* **DATA SHOWN**
+ + + + + + +
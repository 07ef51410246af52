//! Data bridge: connects [`Controller`] subscriptions to TUI actions.
//!
//! Starts the poll loop, pushes the current snapshots, then forwards every
//! change and notice as an [`Action`] until cancelled. Cancellation shuts
//! the controller down.

use tokio::sync::broadcast::error::RecvError;
use tokio::sync::mpsc;
use tokio_util::sync::CancellationToken;
use tracing::{debug, warn};

use espdeck_core::{Controller, Notice};

use crate::action::{Action, Notification, NotificationLevel};

fn notice_action(notice: Notice) -> Action {
    match notice {
        Notice::RestartAcknowledged { message } => Action::RestartAcknowledged(message),
        Notice::Diagnostic { operation, message } => Action::Diagnostic { operation, message },
    }
}

pub async fn run_data_bridge(
    controller: Controller,
    action_tx: mpsc::UnboundedSender<Action>,
    cancel: CancellationToken,
) {
    let mut devices = controller.devices();
    let mut logs = controller.logs();
    let mut status = controller.status_watch();
    let mut loading = controller.loading();
    let mut notices = controller.notices();

    let _ = action_tx.send(Action::LoadingChanged(*loading.borrow_and_update()));
    let _ = action_tx.send(Action::DevicesUpdated(devices.current().clone()));
    let _ = action_tx.send(Action::LogsUpdated(logs.current().clone()));
    if let Some(s) = status.borrow_and_update().clone() {
        let _ = action_tx.send(Action::StatusUpdated(s));
    }

    controller.start().await;

    loop {
        tokio::select! {
            biased;

            () = cancel.cancelled() => break,

            Some(d) = devices.changed() => {
                debug!(count = d.len(), "dispatching DevicesUpdated");
                let _ = action_tx.send(Action::DevicesUpdated(d));
            }
            Ok(()) = status.changed() => {
                let current = status.borrow_and_update().clone();
                if let Some(s) = current {
                    let _ = action_tx.send(Action::StatusUpdated(s));
                }
            }
            Some(l) = logs.changed() => {
                let _ = action_tx.send(Action::LogsUpdated(l));
            }
            Ok(()) = loading.changed() => {
                let value = *loading.borrow_and_update();
                let _ = action_tx.send(Action::LoadingChanged(value));
            }
            notice = notices.recv() => match notice {
                Ok(notice) => {
                    let _ = action_tx.send(notice_action(notice));
                }
                Err(RecvError::Lagged(skipped)) => {
                    warn!(skipped, "notice receiver lagged");
                    let _ = action_tx.send(Action::Notify(Notification {
                        message: format!("{skipped} notices dropped"),
                        level: NotificationLevel::Warning,
                    }));
                }
                Err(RecvError::Closed) => break,
            },
        }
    }

    controller.shutdown().await;
    debug!("data bridge shut down");
}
+ + + + + + +
* **GOAL OF THE EXERCISE**
Identify every line above that includes the word "match", and show those lines.

* **ANSWER TO THIS EXERCISE**
    match notice {
            notice = notices.recv() => match notice {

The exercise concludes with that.